Sullivan v. Sullivan

Decision Date20 January 1927
Docket Number3 Div. 757
Citation215 Ala. 627,111 So. 911
PartiesSULLIVAN v. SULLIVAN.
CourtAlabama Supreme Court

Rehearing Denied March 31, 1927

Appeal from Circuit Court, Montgomery County; Walter B. Jones Judge.

Petition in equity by Martin H. Sullivan against Annie C. Sullivan. From a decree overruling a demurrer to the petition respondent appeals. Reversed and rendered.

Ball &amp Ball, of Montgomery, for appellant.

Weil Stakely & Cater, of Montgomery, for appellee.

THOMAS J.

A question presented is the right of the courts to modify decrees for alimony payable by installments, after the lapse of time, where there is no power reserved in the decree to make such modification. In recognition of such necessity, according to the justice of the circumstances and changed conditions of the parties, it has been suggested that such decrees be kept open. Johnson v. Johnson, 195 Ala. 641, 71 So. 415; Rearden v. Rearden, 210 Ala. 129, 97 So. 138; Ortman v. Ortman, 203 Ala. 167, 82 So. 417. In Morgan v. Morgan, 211 Ala. 7, 99 So. 185, the decree had been kept open by specific provisions contained therein.

The question reverts to the exercise of the power of the court to expressly reserve the authority to modify such a decree to meet the justice of changed conditions, and the patent observation that this is but the exercise of the authority in the premises already vested in said court by law in proceedings necessarily continuous in nature and operation. Alexander v Alexander, 13 App.D.C. 334, 45 L.R.A. 806, 812; Emerson v. Emerson, 120 Md. 584, 87 A. 1033, 1036; Stevens v. Stevens, 31 Colo. 188, 72 P. 1061; Jewel v. Jewel, 71 Colo. 470, 207 P. 991; Skinner v. Skinner, 205 Mich. 243, 171 N.W. 383; Staton v. Staton, 164 Ky. 688, 176 S.W. 21, L.R.A.1915F, 820; Audubon v. Shufeldt, 181 U.S. 575, 21 S.Ct. 735, 45 L.Ed. 1009. Such is the rule in this jurisdiction. Ortman v. Ortman, 203 Ala. 167, 82 So. 417; McAlister v. McAlister, 214 Ala. 345, 347, 107 So. 843; Jones v. Bryant, 214 Ala. 348, 108 So. 68.

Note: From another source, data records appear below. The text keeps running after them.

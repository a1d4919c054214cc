//! SQL generation module.
//!
//! This is the query IR the planner builds and the executor renders.
//! It includes:
//!
//! - [`query`] - SELECT query builder
//! - [`expr`] - Expression AST, builder DSL and node binding
//! - [`token`] - Token types for SQL generation
//! - [`dialect`] - SQL dialect implementations

pub mod dialect;
pub mod expr;
pub mod query;
pub mod token;

#[cfg(test)]
pub mod test_utils;

pub use dialect::{Dialect, SqlDialect};
pub use expr::{
    avg, coalesce, col, concat, count, count_distinct, count_star, field, group_concat, lit_bool,
    lit_float, lit_int, lit_null, lit_str, max, min, sum, BinaryOperator, Expr, ExprExt, Literal,
    UnboundNode,
};
pub use query::{Join, JoinType, LimitOffset, OrderByExpr, Query, SelectExpr, SortDir, TableRef};
pub use token::{Token, TokenStream};
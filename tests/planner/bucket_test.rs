//! Bucketing, consolidation and stitching over the fixture database.

#[path = "../common/mod.rs"]
mod common;

use std::sync::Arc;

use common::int;
use reportkit::executor::{QueryExecutor, Row};
use reportkit::model::{Column, Value};
use reportkit::planner::{BucketList, PlanError, RootKey};

fn columns(entity: &str, names: &[&str]) -> Vec<Arc<Column>> {
    let (report, _) = common::report(entity, names);
    report.columns().to_vec()
}

fn companies() -> RootKey {
    RootKey::new("companies", "id")
}

#[test]
fn test_one_bucket_per_fan_out_path() {
    let cols = columns(
        "Company",
        &["name", "financial/vat_no", "people_count", "people_sum", "quote_count", "related_count"],
    );
    let mut list = BucketList::new(companies());
    list.bucketize(&cols);

    assert_eq!(list.len(), 4);
    assert!(list.main().includes(&cols[0]));
    assert!(list.main().includes(&cols[1]));
    assert!(list.main().is_singular());
    assert!(list.buckets()[1].includes(&cols[2]));
    assert!(list.buckets()[1].includes(&cols[3]));
    assert!(list.buckets()[2].includes(&cols[4]));
    assert!(list.buckets()[3].includes(&cols[5]));
}

#[test]
fn test_consolidate_follows_order() {
    let cols = columns("Company", &["name", "people_count", "quote_count"]);

    let mut list = BucketList::new(companies());
    list.bucketize(&cols);
    list.consolidate(&[]).unwrap();
    assert_eq!(list.len(), 2);
    assert!(list.main().includes(&cols[1]));

    let mut list = BucketList::new(companies());
    list.bucketize(&cols);
    list.consolidate(&[Arc::clone(&cols[0]), Arc::clone(&cols[2])]).unwrap();
    assert!(list.main().includes(&cols[2]));
    assert!(list.other_buckets()[0].includes(&cols[1]));

    let mut list = BucketList::new(companies());
    list.bucketize(&cols);
    let err = list
        .consolidate(&[Arc::clone(&cols[1]), Arc::clone(&cols[2])])
        .unwrap_err();
    assert!(matches!(err, PlanError::InvalidOrder { .. }));
}

#[test]
fn test_main_query_projects_primary_key_first() {
    let cols = columns("Company", &["name", "people_count"]);
    let mut list = BucketList::new(companies());
    list.bucketize(&cols);
    list.consolidate(&[]).unwrap();

    let main = list.main_query().unwrap();
    assert_eq!(main.projections[0], companies().field());
    assert_eq!(main.projections.len(), 3);
    insta::assert_snapshot!(main.query.to_sql(reportkit::sql::Dialect::Sqlite), @r#"
    SELECT
      "companies"."id",
      "companies"."name",
      COUNT("people"."id") AS "people_count_1"
    FROM "companies"
    LEFT JOIN "relationships" ON "relationships"."company_id" = "companies"."id"
    LEFT JOIN "people" ON "people"."id" = "relationships"."person_id"
    GROUP BY "companies"."id"
    "#);
}

#[test]
fn test_stitching_against_database() {
    let db = common::database();
    let cols = columns("Company", &["name", "people_count", "quote_count", "related_count"]);
    let mut list = BucketList::new(companies());
    list.bucketize(&cols);
    list.consolidate(&[]).unwrap();
    assert_eq!(list.len(), 3);

    let main = list.main_query().unwrap();
    let mut rows = db.select_rows(&main.query).unwrap();
    assert_eq!(rows[0].len(), 3);

    let projections = list.execute_and_join(&mut rows, &*db).unwrap();
    // Every bucket leads with the primary key.
    assert_eq!(projections.len(), 7);
    assert_eq!(db.query_count(), 3);

    let quote_count = projections
        .iter()
        .position(|p| p.alias.as_deref() == Some("quote_count_1"))
        .unwrap();
    let related = projections
        .iter()
        .position(|p| p.alias.as_deref() == Some("related_count_1"))
        .unwrap();
    let cells: Vec<(Value, Value)> = rows
        .iter()
        .map(|row| (row[quote_count].clone(), row[related].clone()))
        .collect();
    assert_eq!(
        cells,
        vec![(int(3), int(1)), (int(0), int(2)), (int(1), int(2)), (int(0), int(0))]
    );
}

#[test]
fn test_no_rows_no_extra_queries() {
    let db = common::database();
    let cols = columns("Company", &["name", "people_count", "quote_count"]);
    let mut list = BucketList::new(companies());
    list.bucketize(&cols);
    list.consolidate(&[]).unwrap();

    let mut rows: Vec<Row> = vec![];
    list.execute_and_join(&mut rows, &*db).unwrap();
    assert_eq!(db.query_count(), 0);
}
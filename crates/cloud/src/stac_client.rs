//! Async STAC client for searching spatio-temporal asset catalogs.
//!
//! Planetary Computer and Earth Search are built in; any other STAC API
//! root works through [`StacCatalog::Custom`].

use std::time::Duration;

use reqwest::Url;
use tracing::{debug, info, warn};

use crate::error::{CloudError, Result};
use crate::stac_models::{StacItem, StacItemCollection, StacLink, StacSearchParams};

const PC_ROOT: &str = "https://planetarycomputer.microsoft.com/api/stac/v1";
const PC_SIGN: &str = "https://planetarycomputer.microsoft.com/api/sas/v1/sign";
const ES_ROOT: &str = "https://earth-search.aws.element84.com/v1";

// ---------------------------------------------------------------------------
// Catalog enum
// ---------------------------------------------------------------------------

/// Well-known STAC catalogs plus custom endpoints.
#[derive(Debug, Clone, PartialEq, Eq)]
pub enum StacCatalog {
    /// Microsoft Planetary Computer STAC API.
    PlanetaryComputer,
    /// AWS Earth Search (Element 84).
    EarthSearch,
    /// Any STAC API root URL.
    Custom(String),
}

impl StacCatalog {
    pub fn root_url(&self) -> &str {
        match self {
            Self::PlanetaryComputer => PC_ROOT,
            Self::EarthSearch => ES_ROOT,
            Self::Custom(base) => base.trim_end_matches('/'),
        }
    }

    /// The POST `/search` URL for this catalog.
    pub fn search_url(&self) -> String {
        let root = self.root_url();
        if root.ends_with("/search") {
            root.to_string()
        } else {
            format!("{}/search", root)
        }
    }

    /// `"pc"` / `"planetary-computer"`, `"es"` / `"earth-search"`, or a URL.
    pub fn from_str_or_url(s: &str) -> Self {
        match s.to_lowercase().as_str() {
            "pc" | "planetary-computer" | "planetarycomputer" => Self::PlanetaryComputer,
            "es" | "earth-search" | "earthsearch" => Self::EarthSearch,
            _ => Self::Custom(s.to_string()),
        }
    }

    /// Whether asset hrefs need a SAS token before they can be read.
    pub fn needs_signing(&self) -> bool {
        matches!(self, Self::PlanetaryComputer)
    }
}

// ---------------------------------------------------------------------------
// Options
// ---------------------------------------------------------------------------

/// Configuration for [`StacClient`].
#[derive(Debug, Clone)]
pub struct StacClientOptions {
    /// Per-request timeout (default 30 s).
    pub request_timeout: Duration,
    /// Maximum retries on transient failures (default 3).
    pub max_retries: u32,
    /// Maximum total items to fetch across pages (default 100).
    pub max_items: usize,
}

impl Default for StacClientOptions {
    fn default() -> Self {
        Self {
            request_timeout: Duration::from_secs(30),
            max_retries: 3,
            max_items: 100,
        }
    }
}

// ---------------------------------------------------------------------------
// Client
// ---------------------------------------------------------------------------

/// Async client for STAC Item Search.
pub struct StacClient {
    catalog: StacCatalog,
    client: reqwest::Client,
    options: StacClientOptions,
}

impl StacClient {
    pub fn new(catalog: StacCatalog, options: StacClientOptions) -> Result<Self> {
        let client = reqwest::Client::builder()
            .timeout(options.request_timeout)
            .build()
            .map_err(|e| CloudError::Network(format!("failed to build HTTP client: {e}")))?;

        Ok(Self {
            catalog,
            client,
            options,
        })
    }

    pub fn catalog(&self) -> &StacCatalog {
        &self.catalog
    }

    /// Execute a single search request and return one page of results.
    pub async fn search(&self, params: &StacSearchParams) -> Result<StacItemCollection> {
        let url = self.catalog.search_url();
        self.post_search(&url, params).await
    }

    /// Search with automatic pagination, collecting up to `max_items` items.
    pub async fn search_all(&self, params: &StacSearchParams) -> Result<Vec<StacItem>> {
        let max = self.options.max_items;
        let mut all_items: Vec<StacItem> = Vec::new();
        let mut page = self.search(params).await?;

        loop {
            let next = page.next_link().cloned();
            all_items.append(&mut page.features);

            if all_items.len() >= max {
                break;
            }
            match next {
                Some(link) => {
                    page = self.follow_next(&link, params).await?;
                    if page.is_empty() {
                        break;
                    }
                }
                None => break,
            }
        }

        all_items.truncate(max);
        info!(
            catalog = self.catalog.root_url(),
            items = all_items.len(),
            "search finished"
        );
        Ok(all_items)
    }

    /// Like [`search_all`](Self::search_all), but an empty result is an error.
    pub async fn search_nonempty(&self, params: &StacSearchParams) -> Result<Vec<StacItem>> {
        let items = self.search_all(params).await?;
        if items.is_empty() {
            return Err(CloudError::EmptySearch);
        }
        Ok(items)
    }

    /// Sign an asset href for Planetary Computer via the SAS endpoint.
    ///
    /// For other catalogs the href is returned unchanged.
    pub async fn sign_href(&self, href: &str) -> Result<String> {
        if !self.catalog.needs_signing() {
            return Ok(href.to_string());
        }

        let url = Url::parse_with_params(PC_SIGN, &[("href", href)])
            .map_err(|e| CloudError::Auth(format!("invalid href {href}: {e}")))?;
        debug!(%href, "signing asset");

        let resp = self
            .client
            .get(url)
            .send()
            .await
            .map_err(|e| CloudError::Auth(format!("PC sign request failed: {e}")))?;

        if !resp.status().is_success() {
            let status = resp.status();
            let body = resp.text().await.unwrap_or_default();
            return Err(CloudError::Auth(format!(
                "PC sign returned HTTP {}: {}",
                status,
                body.chars().take(300).collect::<String>()
            )));
        }

        let body: serde_json::Value = resp
            .json()
            .await
            .map_err(|e| CloudError::Auth(format!("parsing PC sign response: {e}")))?;

        body["href"]
            .as_str()
            .map(str::to_string)
            .ok_or_else(|| CloudError::Auth("PC sign response missing 'href' field".into()))
    }

    async fn post_search(&self, url: &str, params: &StacSearchParams) -> Result<StacItemCollection> {
        let mut last_err = None;

        for attempt in 0..=self.options.max_retries {
            if attempt > 0 {
                // 500 ms, 1 s, 2 s, ...
                let delay = Duration::from_millis(500 * (1 << (attempt - 1)));
                warn!(attempt, ?delay, "retrying STAC search");
                tokio::time::sleep(delay).await;
            }

            debug!(%url, attempt, "POST search");
            let resp = self.client.post(url).json(params).send().await;

            match resp {
                Ok(r) if r.status().is_success() => {
                    let body = r
                        .text()
                        .await
                        .map_err(|e| CloudError::Network(format!("reading response body: {e}")))?;
                    return serde_json::from_str(&body)
                        .map_err(|e| CloudError::Network(format!("parsing STAC response: {e}")));
                }
                Ok(r) => {
                    let status = r.status();
                    let body = r.text().await.unwrap_or_default();
                    last_err = Some(CloudError::Network(format!(
                        "STAC search returned HTTP {}: {}",
                        status,
                        body.chars().take(500).collect::<String>()
                    )));
                    // 4xx will not improve on retry
                    if status.is_client_error() {
                        break;
                    }
                }
                Err(e) => {
                    last_err = Some(CloudError::Network(format!("STAC search request failed: {e}")));
                }
            }
        }

        Err(last_err.unwrap_or_else(|| CloudError::Network("STAC search failed".into())))
    }

    /// Follow a pagination link, POST (with optional body merge) or GET.
    async fn follow_next(
        &self,
        link: &StacLink,
        original_params: &StacSearchParams,
    ) -> Result<StacItemCollection> {
        let method = link.method.as_deref().unwrap_or("GET").to_uppercase();

        if method == "POST" {
            let next = next_page_params(link, original_params)?;
            return self.post_search(&link.href, &next).await;
        }

        let resp = self
            .client
            .get(&link.href)
            .send()
            .await
            .map_err(|e| CloudError::Network(format!("GET pagination: {e}")))?;

        if !resp.status().is_success() {
            let status = resp.status();
            let body = resp.text().await.unwrap_or_default();
            return Err(CloudError::Network(format!(
                "STAC pagination returned HTTP {}: {}",
                status,
                body.chars().take(500).collect::<String>()
            )));
        }

        let body = resp
            .text()
            .await
            .map_err(|e| CloudError::Network(format!("reading pagination body: {e}")))?;
        serde_json::from_str(&body)
            .map_err(|e| CloudError::Network(format!("parsing pagination response: {e}")))
    }
}

/// Search body for a POST `next` link: the link body, merged over the
/// original parameters when `merge` is set.
fn next_page_params(link: &StacLink, original: &StacSearchParams) -> Result<StacSearchParams> {
    let to_value = |p: &StacSearchParams| {
        serde_json::to_value(p).map_err(|e| CloudError::Network(format!("serializing params: {e}")))
    };

    let body = match (&link.body, link.merge.unwrap_or(false)) {
        (Some(link_body), true) => {
            let mut base = to_value(original)?;
            if let (Some(base_obj), Some(link_obj)) = (base.as_object_mut(), link_body.as_object()) {
                for (k, v) in link_obj {
                    base_obj.insert(k.clone(), v.clone());
                }
            }
            base
        }
        (Some(link_body), false) => link_body.clone(),
        (None, _) => to_value(original)?,
    };

    serde_json::from_value(body)
        .map_err(|e| CloudError::Network(format!("parsing merged params: {e}")))
}

#[cfg(test)]
mod tests {
    use super::*;
    use serde_json::json;

    #[test]
    fn catalog_search_urls() {
        assert_eq!(
            StacCatalog::PlanetaryComputer.search_url(),
            "https://planetarycomputer.microsoft.com/api/stac/v1/search"
        );
        assert_eq!(
            StacCatalog::Custom("https://example.com/stac/".into()).search_url(),
            "https://example.com/stac/search"
        );
        assert_eq!(
            StacCatalog::Custom("https://example.com/stac/search".into()).search_url(),
            "https://example.com/stac/search"
        );
    }

    #[test]
    fn catalog_shorthands() {
        assert_eq!(StacCatalog::from_str_or_url("PC"), StacCatalog::PlanetaryComputer);
        assert_eq!(StacCatalog::from_str_or_url("es"), StacCatalog::EarthSearch);
        // Custom URLs keep their case
        assert_eq!(
            StacCatalog::from_str_or_url("https://Example.com/API"),
            StacCatalog::Custom("https://Example.com/API".into())
        );
        assert!(StacCatalog::PlanetaryComputer.needs_signing());
        assert!(!StacCatalog::EarthSearch.needs_signing());
    }

    #[test]
    fn merged_next_page_keeps_filters() {
        let original = StacSearchParams::new()
            .collections(&["sentinel-2-l2a"])
            .max_cloud_cover(20.0);
        let link = StacLink {
            rel: "next".into(),
            href: "https://example.com/search".into(),
            method: Some("POST".into()),
            body: Some(json!({"token": "page2"})),
            merge: Some(true),
            type_: None,
        };

        let next = next_page_params(&link, &original).unwrap();
        assert_eq!(next.token.as_deref(), Some("page2"));
        assert_eq!(next.collections, original.collections);
        assert!(next.query.is_some());

        let replaced = next_page_params(&StacLink { merge: None, ..link }, &original).unwrap();
        assert!(replaced.collections.is_none());
    }
}
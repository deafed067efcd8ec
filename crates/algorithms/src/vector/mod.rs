//! Vector geometry: measurements, text and SVG rendering, topology
//!
//! - Measurements: area (holes subtracted), length/perimeter, centroid, bounds
//! - WKT text and SVG previews of any `geo` geometry
//! - A node/arc graph contrasting geometric and topological queries

mod attributes;
mod measurements;
pub mod samples;
mod svg;
mod topology;
mod wkt;

pub use attributes::{bounds_tuple, coords_list, GeometryAttributes};
pub use measurements::{area, bounds, centroid, length, perimeter};
pub use svg::to_svg;
pub use topology::{Arc, BuildReport, Node, Route, TopologyGraph, TopologyParams, UnmatchedArc};
pub use wkt::{to_wkt, type_name, Wkt};
//! Nearest-neighbour reprojection between supported CRSs

use crate::crs::{transform_bbox, transform_point, CRS};
use crate::error::{Error, Result};
use crate::raster::{GeoTransform, Raster, RasterElement};

fn epsg_of(crs: Option<&CRS>) -> Result<u32> {
    let crs = crs.ok_or_else(|| Error::UnsupportedCrs("raster has no CRS".into()))?;
    crs.epsg()
        .ok_or_else(|| Error::UnsupportedCrs(crs.identifier()))
}

/// Output cell size preserving the source cell count along the x axis
fn matching_resolution(src_cols: usize, dst_width: f64) -> f64 {
    dst_width / src_cols.max(1) as f64
}

/// Warp `src` onto a north-up grid in `target`.
///
/// `resolution` is the output cell size in target units; `None` keeps
/// roughly the source cell count. Cells falling outside the source are
/// set to the source no-data value (or the type default).
pub fn reproject_nearest<T: RasterElement>(
    src: &Raster<T>,
    target: &CRS,
    resolution: Option<f64>,
) -> Result<Raster<T>> {
    let from = epsg_of(src.crs())?;
    let to = epsg_of(Some(target))?;

    if let Some(res) = resolution {
        if !(res > 0.0 && res.is_finite()) {
            return Err(Error::InvalidParameter {
                name: "resolution",
                value: res.to_string(),
                reason: "must be positive".into(),
            });
        }
    }

    if from == to && resolution.is_none() {
        return Ok(src.clone());
    }

    let dst_bounds = transform_bbox(&src.bounds(), from, to)?;
    let res = resolution.unwrap_or_else(|| matching_resolution(src.cols(), dst_bounds.width()));
    let (transform, rows, cols) = GeoTransform::for_bbox(&dst_bounds, res);

    let fill = src.nodata().unwrap_or_else(T::default_nodata);
    let mut out: Raster<T> = src.with_same_meta(rows, cols);
    out.set_transform(transform);
    out.set_crs(Some(target.clone()));
    out.set_nodata(Some(fill));

    for row in 0..rows {
        for col in 0..cols {
            let (x, y) = transform.pixel_to_geo(col, row);
            let (sx, sy) = transform_point(to, from, x, y)?;
            let value = src.sample(sx, sy).unwrap_or(fill);
            out.data_mut()[(row, col)] = value;
        }
    }

    Ok(out)
}

#[cfg(test)]
mod tests {
    use super::*;
    use approx::assert_relative_eq;

    fn geographic_dem() -> Raster<f32> {
        let data: Vec<f32> = (0..400).map(|i| i as f32).collect();
        let mut r = Raster::from_vec(data, 20, 20).unwrap();
        r.set_transform(GeoTransform::new(-71.5, -34.0, 0.01, -0.01));
        r.set_crs(Some(CRS::wgs84()));
        r
    }

    #[test]
    fn reproject_to_utm_19s() {
        let src = geographic_dem();
        let out = reproject_nearest(&src, &CRS::from_epsg(32719), Some(100.0)).unwrap();

        assert_eq!(out.crs().and_then(|c| c.epsg()), Some(32719));
        assert_relative_eq!(out.cell_size(), 100.0);
        // 0.2 degrees is roughly 18-22 km on both axes at this latitude
        assert!(out.cols() > 150 && out.cols() < 250);
        assert!(out.rows() > 150 && out.rows() < 250);

        // Center cell samples the center of the source grid
        let (x, y) = out.pixel_to_geo(out.cols() / 2, out.rows() / 2);
        let (lon, lat) = transform_point(32719, 4326, x, y).unwrap();
        assert_eq!(out.get(out.rows() / 2, out.cols() / 2).unwrap(), src.sample(lon, lat).unwrap());
    }

    #[test]
    fn corners_outside_source_are_nodata() {
        let src = geographic_dem();
        let out = reproject_nearest(&src, &CRS::from_epsg(32719), Some(200.0)).unwrap();
        let stats = out.statistics();
        assert!(stats.valid_count > 0);
        assert!(stats.min.unwrap() >= 0.0);
    }

    #[test]
    fn missing_crs_is_an_error() {
        let r: Raster<f32> = Raster::new(4, 4);
        assert!(reproject_nearest(&r, &CRS::from_epsg(32719), None).is_err());
    }
}
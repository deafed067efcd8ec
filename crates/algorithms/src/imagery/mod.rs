//! Imagery helpers
//!
//! - Composite: scale, gain and clip three bands into a display image
//! - Resolution: spatial, spectral and radiometric resolution illustrations
//! - Sensors: platform, revisit, mission and band reference tables

mod composite;
mod resolution;
mod sensors;

pub use composite::{composite, BandScaling, Composite, CompositeKind, CompositeParams, DEFAULT_SCALE};
pub use resolution::{
    degrade, gradient_image, hyperspectral_bands, landsat8_oli_bands, panchromatic_band, quantize,
    quantize_image, two_squares_scene, SpectralBand, SpectralCurve,
};
pub use sensors::{
    revisits_sorted, text_table, Mission, Platform, Revisit, Sentinel2Band, MISSIONS, PLATFORMS,
    SENTINEL2_BANDS,
};
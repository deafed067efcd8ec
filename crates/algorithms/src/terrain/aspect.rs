//! Aspect (downslope direction) from DEMs

use super::horn::map_gradient;
use geomatica_core::raster::Raster;
use geomatica_core::{Algorithm, Error, Result};

/// Value assigned to flat cells, edges and no-data
pub const FLAT_ASPECT: f64 = -1.0;

/// Output format for aspect
#[derive(Debug, Clone, Copy, PartialEq, Eq, Default)]
pub enum AspectOutput {
    /// Degrees (0-360, 0=North, clockwise)
    #[default]
    Degrees,
    /// Radians (0-2π)
    Radians,
}

/// Aspect algorithm
#[derive(Debug, Clone, Default)]
pub struct Aspect;

impl Algorithm for Aspect {
    type Input = Raster<f64>;
    type Output = Raster<f64>;
    type Params = AspectOutput;
    type Error = Error;

    fn name(&self) -> &'static str {
        "Aspect"
    }

    fn description(&self) -> &'static str {
        "Compass direction of steepest descent per cell (Horn 3x3)"
    }

    fn execute(&self, input: Self::Input, params: Self::Params) -> Result<Self::Output> {
        aspect(&input, params)
    }
}

/// Calculate aspect as a compass bearing: 0 north, 90 east, 180 south, 270 west.
///
/// Flat cells get [`FLAT_ASPECT`].
pub fn aspect(dem: &Raster<f64>, output: AspectOutput) -> Result<Raster<f64>> {
    map_gradient(dem, 1.0, FLAT_ASPECT, |g| {
        if g.is_flat() {
            return FLAT_ASPECT;
        }
        match output {
            AspectOutput::Degrees => g.bearing_rad().to_degrees(),
            AspectOutput::Radians => g.bearing_rad(),
        }
    })
}

#[cfg(test)]
mod tests {
    use super::*;
    use approx::assert_relative_eq;
    use geomatica_core::GeoTransform;

    fn dem_from(f: impl Fn(usize, usize) -> f64) -> Raster<f64> {
        let mut dem: Raster<f64> = Raster::new(10, 10);
        dem.set_transform(GeoTransform::new(0.0, 10.0, 1.0, -1.0));
        for row in 0..10 {
            for col in 0..10 {
                dem.set(row, col, f(row, col)).unwrap();
            }
        }
        dem
    }

    #[test]
    fn north_facing() {
        // Higher in the south
        let result = aspect(&dem_from(|r, _| r as f64), AspectOutput::Degrees).unwrap();
        assert_relative_eq!(result.get(5, 5).unwrap(), 0.0, epsilon = 1e-9);
    }

    #[test]
    fn east_and_south_west_facing() {
        let east = aspect(&dem_from(|_, c| -(c as f64)), AspectOutput::Degrees).unwrap();
        assert_relative_eq!(east.get(5, 5).unwrap(), 90.0, epsilon = 1e-9);

        // Higher to the north-east
        let sw = aspect(&dem_from(|r, c| c as f64 - r as f64), AspectOutput::Degrees).unwrap();
        assert_relative_eq!(sw.get(5, 5).unwrap(), 225.0, epsilon = 1e-9);
    }

    #[test]
    fn flat_is_marked() {
        let result = aspect(&dem_from(|_, _| 100.0), AspectOutput::Radians).unwrap();
        assert_eq!(result.get(5, 5).unwrap(), FLAT_ASPECT);
        assert_eq!(result.nodata(), Some(FLAT_ASPECT));
    }
}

The allowance in the case at bar will be considered and construed in accordance with its substance and not its mere form. If, when so considered, the effect of the decree rendered was not that of a division of property, but of an allowance of alimony payable by installments for the support of the wife and children, it may be modified. Johnston v. Johnston, 212 Ala. 351, 102 So. 709; Skinner v. Skinner, 205 Mich. 243, 171 N.W. 383; Herrick v. Herrick, 319 Ill. 146, 149 N.E. 820. And after such allowance has been made in a final decree for alimony, payable by installments, it may be modified upon the application of either party if the facts and justice of the same warrant. And if it be a mere allowance as alimony the power of change is not limited by the fact that the several amounts or installments were fixed by agreement of the parties and approved by the court incorporating the agreement into the final decree for divorce.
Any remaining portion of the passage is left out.